A Blasquet Islander was asked how he was getting on, and made answer:—­

’Illigant, glory be to the Saints.  We’re eating the Duchess, and feeding two pigs on the Mansion House.’

This recalls the story of the Englishman who inquired of a Kerry man which measure of English legislation had proved most beneficial for Ireland.

‘The Famine (of 1879) was the best, beyond a shadow of doubt,’ was the reply, ’for I fattened and sold ninety fine turkeys on the strength of it.’

In 1880 some Kerry men did a very good stroke of business.  They sent a cargo of potatoes from Killorglin to Scotland and brought them back as imported Champion seed, selling them for six times the original price.

About this period Mr.
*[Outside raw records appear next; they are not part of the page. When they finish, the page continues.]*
use log::debug;

use super::types::{GraphNode, Point};
use super::viewport::{ViewportMapper, ViewportTransform, ZOOM_STEP};

/// Pointer gesture in progress. At most one node is dragged at a time.
#[derive(Clone, Debug, Default, PartialEq)]
pub enum Gesture {
	#[default]
	Idle,
	/// A node follows the pointer.
	Dragging {
		/// Id of the dragged node.
		node_id: String,
	},
	/// Background drag.
	Panning {
		/// Surface point where the drag started.
		anchor: Point,
		/// Pan offset when the drag started.
		start_offset: Point,
	},
}

#[derive(Clone, Debug, Default, PartialEq)]
pub struct InteractionState {
	/// Gesture in progress.
	pub gesture: Gesture,
	/// Hover focus, always a live node id.
	pub hovered: Option<String>,
}

impl InteractionState {
	pub fn dragged_node_id(&self) -> Option<&str> {
		match &self.gesture {
			Gesture::Dragging { node_id } => Some(node_id),
			_ => None,
		}
	}

	pub fn hovered_node_id(&self) -> Option<&str> {
		self.hovered.as_deref()
	}

	/// Drops references to nodes that are not in `nodes`.
	pub fn retain_live(&mut self, nodes: &[GraphNode]) {
		let live = |id: &str| nodes.iter().any(|n| n.id == id);
		if self.hovered.as_deref().is_some_and(|id| !live(id)) {
			self.hovered = None;
		}
		if self.dragged_node_id().is_some_and(|id| !live(id)) {
			self.gesture = Gesture::Idle;
		}
	}
}

/// Input accepted by the visualization. Pointer positions are in host screen
/// coordinates and go through a [`ViewportMapper`].
#[derive(Clone, Debug, PartialEq)]
pub enum GraphEvent {
	/// Button pressed; grabs the node under the pointer or starts a pan.
	PointerDown(Point),
	/// Pointer moved over the canvas.
	PointerMove(Point),
	/// Button released.
	PointerUp,
	/// Pointer left the canvas.
	PointerLeave,
	/// Wheel scrolled by `delta_y`.
	Wheel {
		/// Vertical wheel delta; positive scrolls forward.
		delta_y: f64,
	},
	/// Explicit hover from a host that does its own hit testing.
	Hover(Option<String>),
	/// Toolbar zoom in.
	ZoomIn,
	/// Toolbar zoom out.
	ZoomOut,
	/// Toolbar reset of pan and zoom.
	Reset,
}

/// Index of the topmost node under `world`. Later nodes draw on top.
pub fn node_at(nodes: &[GraphNode], world: Point) -> Option<usize> {
	nodes.iter().rposition(|node| node.contains(world))
}

/// Applies one event to the interaction state, node positions and transform.
pub fn handle_event<M: ViewportMapper + ?Sized>(
	interaction: &mut InteractionState,
	nodes: &mut [GraphNode],
	transform: &mut ViewportTransform,
	event: GraphEvent,
	mapper: &M,
) {
	match event {
		GraphEvent::PointerDown(screen) => {
			if interaction.gesture != Gesture::Idle {
				return;
			}
			let world = mapper.screen_to_world(screen, transform);
			interaction.gesture = match node_at(nodes, world) {
				Some(idx) => {
					debug!("drag start: {}", nodes[idx].id);
					Gesture::Dragging {
						node_id: nodes[idx].id.clone(),
					}
				}
				None => Gesture::Panning {
					anchor: mapper.to_surface(screen),
					start_offset: Point::new(transform.offset_x, transform.offset_y),
				},
			};
		}
		GraphEvent::PointerMove(screen) => match &interaction.gesture {
			Gesture::Dragging { node_id } => {
				let world = mapper.screen_to_world(screen, transform);
				if let Some(node) = nodes.iter_mut().find(|n| n.id == *node_id) {
					node.position = world;
				}
			}
			Gesture::Panning {
				anchor,
				start_offset,
			} => {
				let surface = mapper.to_surface(screen);
				transform.offset_x = start_offset.x + (surface.x - anchor.x);
				transform.offset_y = start_offset.y + (surface.y - anchor.y);
			}
			Gesture::Idle => {
				let world = mapper.screen_to_world(screen, transform);
				interaction.hovered = node_at(nodes, world).map(|idx| nodes[idx].id.clone());
			}
		},
		GraphEvent::PointerUp => end_gesture(interaction),
		GraphEvent::PointerLeave => {
			end_gesture(interaction);
			interaction.hovered = None;
		}
		GraphEvent::Wheel { delta_y } => transform.zoom_by_wheel(delta_y),
		GraphEvent::Hover(target) => {
			if interaction.gesture == Gesture::Idle {
				interaction.hovered = target.filter(|id| nodes.iter().any(|n| n.id == *id));
			}
		}
		GraphEvent::ZoomIn => transform.zoom_by(ZOOM_STEP),
		GraphEvent::ZoomOut => transform.zoom_by(-ZOOM_STEP),
		GraphEvent::Reset => {
			debug!("viewport reset");
			transform.reset();
		}
	}
}

fn end_gesture(interaction: &mut InteractionState) {
	if let Gesture::Dragging { node_id } = &interaction.gesture {
		debug!("drag end: {node_id}");
	}
	interaction.gesture = Gesture::Idle;
}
Leeson-Marshall, who had been away from Kerry and coming back found some cottages near Milltown still only half built, observed:—­

‘Good God, aren’t those houses finished yet?’

‘Well, sor,’ was the reply, ’the contract’s finished but the houses aren’t.’

And it has been my life-long experience that ninety-five per cent, of all the penalties in contracts are worthless, as the contractors themselves are only too well aware.

Being a land agent, I wish to provide some account from another pen of my stewardship, for which said stewardship I was falsely called ’the most rack-renting agent in Ireland.’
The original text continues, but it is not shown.